Benchmark Assessment

— not configured —

Alternative Assessment

Students may demonstrate understanding through a guided interview or visual presentation of their knee brace design and testing results instead of written documentation. Pre-made labels, word banks, and sentence frames may be provided to support explanations of design choices and how the brace supports joint function.
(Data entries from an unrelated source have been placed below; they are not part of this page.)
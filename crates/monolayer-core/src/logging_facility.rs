//! Structured logging facility
//!
//! - Single initialization point via `init(profile)`
//! - Run boundary macros (`log_op_start!`, `log_op_end!`, `log_op_error!`)
//!   carrying the run id and the canonical field names in
//!   `monolayer_core_types::schema`
//! - In-memory capture for test assertions
//!
//! # Usage
//!
//! ```rust
//! use monolayer_core::logging_facility::{init, Profile};
//!
//! init(Profile::Development);
//! ```
//!
//! The planning entry point logs one start and one end (or end_error) event
//! per run, each carrying the run id. Per-difference and per-operation
//! detail is logged at debug level.

pub mod init;
pub mod macros;
pub mod test_capture;

pub use init::{init, Profile};
pub use test_capture::{init_test_capture, CapturedEvent, TestCapture};
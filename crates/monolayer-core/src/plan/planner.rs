//! Difference → migration operation conversion.
//!
//! Each [`Difference`] becomes exactly one [`MigrationOp`]. Table naming
//! follows the band table: operations that run before the table rename
//! address the previous table name, the rest address the declared name.

use std::collections::BTreeMap;

use super::action::{invert, Action, ColumnDefinition};
use super::changeset::{Changeset, MigrationOp};
use super::op_kind::OpKind;
use super::warning::Warning;
use crate::diff::{Difference, SchemaDiff};
use crate::errors::Result;
use crate::fingerprint::{constraint_name, index_name, primary_key_name};
use crate::model::{Column, Constraint, PrimaryKey, Table};

/// Convert a schema diff into an ordered changeset.
///
/// `schema` is the database schema name carried in warning payloads.
///
/// # Errors
///
/// `InvalidDefault` when a column default cannot be formatted for its type.
pub fn plan(diff: &SchemaDiff, schema: &str) -> Result<Changeset> {
    let mut planner = Planner::new(diff, schema);
    for difference in &diff.differences {
        planner.plan_difference(difference)?;
    }
    Ok(Changeset::new(schema, planner.ops))
}

struct Planner<'a> {
    schema: &'a str,
    /// declared table -> previous table
    previous_tables: BTreeMap<&'a str, &'a str>,
    /// declared table -> (previous column -> declared column)
    column_renames: BTreeMap<&'a str, BTreeMap<&'a str, &'a str>>,
    ops: Vec<MigrationOp>,
}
IEP (Individualized Education Program)

During design and construction tasks, provide visual step-by-step guides that show how materials can be assembled, reducing reliance on extended written or verbal directions. Allow students to demonstrate their understanding of design choices through oral explanation or drawing rather than written documentation alone. Breaking the multi-week design cycle into clearly labeled checkpoints with a visual progress tracker can help students manage the long arc of the project. Offering a scribe or speech-to-text option during reflection and documentation portions ensures that challenges with written output do not limit a student's ability to communicate strong engineering thinking.

Section 504

Ensure that workspace materials are organized and accessible to reduce distraction during hands-on construction and testing phases. Provide extended time during design documentation and any written reflection components, and allow the student to respond orally when written output creates a barrier to demonstrating understanding. Preferential seating near the teacher during whole-class design discussions supports focus and engagement throughout the multi-week unit.

ELL / MLL

Introduce and preview key vocabulary related to joints, support, constraints, and engineering design using labeled diagrams and images of knee anatomy and brace components before instruction begins. Provide simplified, visual directions for each phase of the design-and-build process so students can follow along without relying solely on English text. Encouraging students to sketch and label their design ideas in their home language first, then translate key terms, supports conceptual understanding while language skills continue to develop.

At Risk (RTI)

Connect the purpose of the knee brace to students' prior experiences with injuries, sports, or caring for others to build meaningful entry points into the unit. Simplify early design tasks by narrowing material choices or providing a partially completed model that students can observe and then modify, reducing the open-endedness that can feel overwhelming. Frequent, brief check-ins during construction and testing phases allow the teacher to affirm progress, redirect misunderstandings early, and help students experience success before moving to more complex iterations.

Gifted & Talented

Encourage students to investigate real-world biomedical design constraints beyond those provided in the kit, such as researching how professional orthotists balance patient comfort with clinical function or how materials science influences device design. Students might be challenged to add an additional design criterion of their own — such as waterproofing or adjustability — and justify it using reasoning grounded in how the knee actually moves. Inviting these students to document their design process with the rigor of an engineering journal, including hypothesis-driven testing and quantitative comparisons across iterations, deepens engagement with the engineering design cycle at an advanced level.